Records from a collection

+++

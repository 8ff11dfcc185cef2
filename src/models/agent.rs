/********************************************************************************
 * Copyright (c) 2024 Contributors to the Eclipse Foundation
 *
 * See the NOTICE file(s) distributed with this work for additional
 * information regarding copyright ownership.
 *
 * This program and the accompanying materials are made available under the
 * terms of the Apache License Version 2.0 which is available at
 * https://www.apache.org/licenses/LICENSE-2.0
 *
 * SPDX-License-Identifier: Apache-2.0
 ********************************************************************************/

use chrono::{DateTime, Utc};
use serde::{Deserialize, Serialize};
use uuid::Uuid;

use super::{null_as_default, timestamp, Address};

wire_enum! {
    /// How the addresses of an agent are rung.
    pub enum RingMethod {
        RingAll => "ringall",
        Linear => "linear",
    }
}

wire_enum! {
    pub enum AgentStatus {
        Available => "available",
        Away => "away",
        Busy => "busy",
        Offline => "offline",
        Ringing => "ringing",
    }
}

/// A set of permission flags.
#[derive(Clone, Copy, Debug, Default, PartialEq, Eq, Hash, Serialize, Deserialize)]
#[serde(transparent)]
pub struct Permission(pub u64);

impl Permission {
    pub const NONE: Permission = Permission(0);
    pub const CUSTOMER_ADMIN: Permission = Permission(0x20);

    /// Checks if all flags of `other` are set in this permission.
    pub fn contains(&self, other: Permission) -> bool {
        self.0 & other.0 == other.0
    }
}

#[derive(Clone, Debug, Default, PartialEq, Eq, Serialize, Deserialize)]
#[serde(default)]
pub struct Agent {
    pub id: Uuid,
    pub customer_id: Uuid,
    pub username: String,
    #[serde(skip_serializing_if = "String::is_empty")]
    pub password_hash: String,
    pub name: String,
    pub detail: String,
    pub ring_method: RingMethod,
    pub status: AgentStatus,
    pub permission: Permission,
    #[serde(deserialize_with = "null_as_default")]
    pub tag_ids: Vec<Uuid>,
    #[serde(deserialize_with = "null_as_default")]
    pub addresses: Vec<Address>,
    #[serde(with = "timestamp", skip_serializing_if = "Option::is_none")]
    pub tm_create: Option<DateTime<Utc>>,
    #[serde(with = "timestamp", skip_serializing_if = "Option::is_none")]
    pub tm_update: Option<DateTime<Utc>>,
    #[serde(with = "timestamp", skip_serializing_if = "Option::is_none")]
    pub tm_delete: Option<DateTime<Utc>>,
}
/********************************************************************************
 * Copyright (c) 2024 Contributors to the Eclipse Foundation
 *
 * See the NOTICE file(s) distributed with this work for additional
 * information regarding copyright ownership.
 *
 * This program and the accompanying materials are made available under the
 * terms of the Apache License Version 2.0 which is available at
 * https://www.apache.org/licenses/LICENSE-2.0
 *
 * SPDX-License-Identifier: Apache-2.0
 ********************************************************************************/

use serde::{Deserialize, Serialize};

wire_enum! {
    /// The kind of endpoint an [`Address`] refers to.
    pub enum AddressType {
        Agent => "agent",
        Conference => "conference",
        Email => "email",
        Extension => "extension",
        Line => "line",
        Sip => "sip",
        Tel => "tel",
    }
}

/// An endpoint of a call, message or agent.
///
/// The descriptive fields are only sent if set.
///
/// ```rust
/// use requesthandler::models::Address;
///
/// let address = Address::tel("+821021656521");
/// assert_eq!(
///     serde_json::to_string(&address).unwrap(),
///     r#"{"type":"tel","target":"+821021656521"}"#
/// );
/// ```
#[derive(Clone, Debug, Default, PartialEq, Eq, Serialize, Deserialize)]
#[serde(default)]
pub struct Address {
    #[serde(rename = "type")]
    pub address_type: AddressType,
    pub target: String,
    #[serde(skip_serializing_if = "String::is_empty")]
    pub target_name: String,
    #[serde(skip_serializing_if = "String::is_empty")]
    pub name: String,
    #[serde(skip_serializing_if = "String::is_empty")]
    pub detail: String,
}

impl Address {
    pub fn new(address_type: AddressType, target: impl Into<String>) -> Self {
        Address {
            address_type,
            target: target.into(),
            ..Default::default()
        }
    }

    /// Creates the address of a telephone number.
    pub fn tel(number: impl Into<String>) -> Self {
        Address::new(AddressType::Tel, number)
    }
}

+++

PROBLEM >> Return every line above exactly as it stands.

RESPONSE TO THE EXERCISE >>
repository 8ff11dfcc185cef2
filename src/models/agent.rs
/********************************************************************************
 * Copyright (c) 2024 Contributors to the Eclipse Foundation
 *
 * See the NOTICE file(s) distributed with this work for additional
 * information regarding copyright ownership.
 *
 * This program and the accompanying materials are made available under the
 * terms of the Apache License Version 2.0 which is available at
 * https://www.apache.org/licenses/LICENSE-2.0
 *
 * SPDX-License-Identifier: Apache-2.0
 ********************************************************************************/

use chrono::{DateTime, Utc};
use serde::{Deserialize, Serialize};
use uuid::Uuid;

use super::{null_as_default, timestamp, Address};

wire_enum! {
    /// How the addresses of an agent are rung.
    pub enum RingMethod {
        RingAll => "ringall",
        Linear => "linear",
    }
}

wire_enum! {
    pub enum AgentStatus {
        Available => "available",
        Away => "away",
        Busy => "busy",
        Offline => "offline",
        Ringing => "ringing",
    }
}

/// A set of permission flags.
#[derive(Clone, Copy, Debug, Default, PartialEq, Eq, Hash, Serialize, Deserialize)]
#[serde(transparent)]
pub struct Permission(pub u64);

impl Permission {
    pub const NONE: Permission = Permission(0);
    pub const CUSTOMER_ADMIN: Permission = Permission(0x20);

    /// Checks if all flags of `other` are set in this permission.
    pub fn contains(&self, other: Permission) -> bool {
        self.0 & other.0 == other.0
    }
}

#[derive(Clone, Debug, Default, PartialEq, Eq, Serialize, Deserialize)]
#[serde(default)]
pub struct Agent {
    pub id: Uuid,
    pub customer_id: Uuid,
    pub username: String,
    #[serde(skip_serializing_if = "String::is_empty")]
    pub password_hash: String,
    pub name: String,
    pub detail: String,
    pub ring_method: RingMethod,
    pub status: AgentStatus,
    pub permission: Permission,
    #[serde(deserialize_with = "null_as_default")]
    pub tag_ids: Vec<Uuid>,
    #[serde(deserialize_with = "null_as_default")]
    pub addresses: Vec<Address>,
    #[serde(with = "timestamp", skip_serializing_if = "Option::is_none")]
    pub tm_create: Option<DateTime<Utc>>,
    #[serde(with = "timestamp", skip_serializing_if = "Option::is_none")]
    pub tm_update: Option<DateTime<Utc>>,
    #[serde(with = "timestamp", skip_serializing_if = "Option::is_none")]
    pub tm_delete: Option<DateTime<Utc>>,
}
/********************************************************************************
 * Copyright (c) 2024 Contributors to the Eclipse Foundation
 *
 * See the NOTICE file(s) distributed with this work for additional
 * information regarding copyright ownership.
 *
 * This program and the accompanying materials are made available under the
 * terms of the Apache License Version 2.0 which is available at
 * https://www.apache.org/licenses/LICENSE-2.0
 *
 * SPDX-License-Identifier: Apache-2.0
 ********************************************************************************/

use serde::{Deserialize, Serialize};

wire_enum! {
    /// The kind of endpoint an [`Address`] refers to.
    pub enum AddressType {
        Agent => "agent",
        Conference => "conference",
        Email => "email",
        Extension => "extension",
        Line => "line",
        Sip => "sip",
        Tel => "tel",
    }
}

/// An endpoint of a call, message or agent.
///
/// The descriptive fields are only sent if set.
///
/// ```rust
/// use requesthandler::models::Address;
///
/// let address = Address::tel("+821021656521");
/// assert_eq!(
///     serde_json::to_string(&address).unwrap(),
///     r#"{"type":"tel","target":"+821021656521"}"#
/// );
/// ```
#[derive(Clone, Debug, Default, PartialEq, Eq, Serialize, Deserialize)]
#[serde(default)]
pub struct Address {
    #[serde(rename = "type")]
    pub address_type: AddressType,
    pub target: String,
    #[serde(skip_serializing_if = "String::is_empty")]
    pub target_name: String,
    #[serde(skip_serializing_if = "String::is_empty")]
    pub name: String,
    #[serde(skip_serializing_if = "String::is_empty")]
    pub detail: String,
}

impl Address {
    pub fn new(address_type: AddressType, target: impl Into<String>) -> Self {
        Address {
            address_type,
            target: target.into(),
            ..Default::default()
        }
    }

    /// Creates the address of a telephone number.
    pub fn tel(number: impl Into<String>) -> Self {
        Address::new(AddressType::Tel, number)
    }
}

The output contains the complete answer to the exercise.